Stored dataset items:
• • • •

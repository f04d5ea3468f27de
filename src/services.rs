use std::sync::Arc;

use async_trait::async_trait;
use tokio::sync::{mpsc, oneshot};

use crate::settings::Settings;

pub mod expenses;
pub mod http;
pub mod users;

#[derive(Debug, thiserror::Error)]
pub enum ServiceError {
    #[error("{0}")]
    Validation(String),
    #[error("Username already exists. Please choose a different one.")]
    UsernameTaken,
    #[error("Invalid username or password. Please try again.")]
    InvalidCredentials,
    #[error("{0} not found.")]
    NotFound(&'static str),
    #[error("Repository error: {0} - {1}")]
    Repository(String, String),
    #[error("Communication error: {0}")]
    Communication(String),
    #[error("Internal error: {0}")]
    Internal(String),
}

impl ServiceError {
    /// Errors caused by the request itself, safe to show back to the user.
    pub fn is_user_facing(&self) -> bool {
        matches!(
            self,
            ServiceError::Validation(_)
                | ServiceError::UsernameTaken
                | ServiceError::InvalidCredentials
                | ServiceError::NotFound(_)
        )
    }
}

#[async_trait]
pub trait RequestHandler<T>: Send + Sync + 'static
where
    T: Send + 'static,
{
    async fn handle_request(&self, request: T);
}

#[async_trait]
pub trait Service<T, H>: Send + Sync + 'static
where
    T: Send + 'static,
    H: RequestHandler<T>,
{
    /// Requests are handled one at a time, in arrival order, so a handler is
    /// the only writer of the files it owns.
    async fn run(&mut self, handler: H, receiver: &mut mpsc::Receiver<T>) {
        while let Some(request) = receiver.recv().await {
            handler.handle_request(request).await;
        }
    }
}

/// Sends a request built around a fresh reply channel and waits for the answer.
pub async fn dispatch<R, T, F>(channel: &mpsc::Sender<R>, build: F) -> Result<T, ServiceError>
where
    F: FnOnce(oneshot::Sender<Result<T, ServiceError>>) -> R,
{
    let (response_tx, response_rx) = oneshot::channel();

    channel
        .send(build(response_tx))
        .await
        .map_err(|e| ServiceError::Communication(e.to_string()))?;

    response_rx
        .await
        .map_err(|e| ServiceError::Communication(e.to_string()))?
}

/// Starts the user and expense services plus the session housekeeping task,
/// and returns the state the HTTP layer needs to reach them.
pub fn spawn_services(settings: &Settings) -> http::AppState {
    let (user_tx, mut user_rx) = mpsc::channel(512);
    let (expense_tx, mut expense_rx) = mpsc::channel(512);

    let mut user_service = users::UserService::new();
    let mut expense_service = expenses::ExpenseService::new();

    log::info!("Starting user service.");
    let users_path = settings.storage.users_path();
    tokio::spawn(async move {
        user_service
            .run(users::UserRequestHandler::new(users_path), &mut user_rx)
            .await;
    });

    log::info!("Starting expense service.");
    let expenses_path = settings.storage.expenses_path();
    let expense_user_tx = user_tx.clone();
    tokio::spawn(async move {
        expense_service
            .run(
                expenses::ExpenseRequestHandler::new(expenses_path, expense_user_tx),
                &mut expense_rx,
            )
            .await;
    });

    let sessions = Arc::new(http::sessions::SessionStore::new(
        settings.secret_key.clone(),
        settings.session.cookie_name.clone(),
        std::time::Duration::from_secs(settings.session.timeout_minutes * 60),
        std::time::Duration::from_secs(settings.session.purge_after_minutes * 60),
    ));
    sessions.start_purge_task();

    http::AppState {
        user_channel: user_tx,
        expense_channel: expense_tx,
        sessions,
    }
}

pub async fn start_services(settings: Settings) -> Result<(), anyhow::Error> {
    let state = spawn_services(&settings);

    log::info!("Starting HTTP server.");
    http::start_http_server(&settings.server.listen, state).await
}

• • • •

▶ [Assigned task] Keep every word the same and copy out all of the entries.

▶ [Reply]
repository f04d5ea3468f27de
filename src/services.rs
use std::sync::Arc;

use async_trait::async_trait;
use tokio::sync::{mpsc, oneshot};

use crate::settings::Settings;

pub mod expenses;
pub mod http;
pub mod users;

#[derive(Debug, thiserror::Error)]
pub enum ServiceError {
    #[error("{0}")]
    Validation(String),
    #[error("Username already exists. Please choose a different one.")]
    UsernameTaken,
    #[error("Invalid username or password. Please try again.")]
    InvalidCredentials,
    #[error("{0} not found.")]
    NotFound(&'static str),
    #[error("Repository error: {0} - {1}")]
    Repository(String, String),
    #[error("Communication error: {0}")]
    Communication(String),
    #[error("Internal error: {0}")]
    Internal(String),
}

impl ServiceError {
    /// Errors caused by the request itself, safe to show back to the user.
    pub fn is_user_facing(&self) -> bool {
        matches!(
            self,
            ServiceError::Validation(_)
                | ServiceError::UsernameTaken
                | ServiceError::InvalidCredentials
                | ServiceError::NotFound(_)
        )
    }
}

#[async_trait]
pub trait RequestHandler<T>: Send + Sync + 'static
where
    T: Send + 'static,
{
    async fn handle_request(&self, request: T);
}

#[async_trait]
pub trait Service<T, H>: Send + Sync + 'static
where
    T: Send + 'static,
    H: RequestHandler<T>,
{
    /// Requests are handled one at a time, in arrival order, so a handler is
    /// the only writer of the files it owns.
    async fn run(&mut self, handler: H, receiver: &mut mpsc::Receiver<T>) {
        while let Some(request) = receiver.recv().await {
            handler.handle_request(request).await;
        }
    }
}

/// Sends a request built around a fresh reply channel and waits for the answer.
pub async fn dispatch<R, T, F>(channel: &mpsc::Sender<R>, build: F) -> Result<T, ServiceError>
where
    F: FnOnce(oneshot::Sender<Result<T, ServiceError>>) -> R,
{
    let (response_tx, response_rx) = oneshot::channel();

    channel
        .send(build(response_tx))
        .await
        .map_err(|e| ServiceError::Communication(e.to_string()))?;

    response_rx
        .await
        .map_err(|e| ServiceError::Communication(e.to_string()))?
}

/// Starts the user and expense services plus the session housekeeping task,
/// and returns the state the HTTP layer needs to reach them.
pub fn spawn_services(settings: &Settings) -> http::AppState {
    let (user_tx, mut user_rx) = mpsc::channel(512);
    let (expense_tx, mut expense_rx) = mpsc::channel(512);

    let mut user_service = users::UserService::new();
    let mut expense_service = expenses::ExpenseService::new();

    log::info!("Starting user service.");
    let users_path = settings.storage.users_path();
    tokio::spawn(async move {
        user_service
            .run(users::UserRequestHandler::new(users_path), &mut user_rx)
            .await;
    });

    log::info!("Starting expense service.");
    let expenses_path = settings.storage.expenses_path();
    let expense_user_tx = user_tx.clone();
    tokio::spawn(async move {
        expense_service
            .run(
                expenses::ExpenseRequestHandler::new(expenses_path, expense_user_tx),
                &mut expense_rx,
            )
            .await;
    });

    let sessions = Arc::new(http::sessions::SessionStore::new(
        settings.secret_key.clone(),
        settings.session.cookie_name.clone(),
        std::time::Duration::from_secs(settings.session.timeout_minutes * 60),
        std::time::Duration::from_secs(settings.session.purge_after_minutes * 60),
    ));
    sessions.start_purge_task();

    http::AppState {
        user_channel: user_tx,
        expense_channel: expense_tx,
        sessions,
    }
}

pub async fn start_services(settings: Settings) -> Result<(), anyhow::Error> {
    let state = spawn_services(&settings);

    log::info!("Starting HTTP server.");
    http::start_http_server(&settings.server.listen, state).await
}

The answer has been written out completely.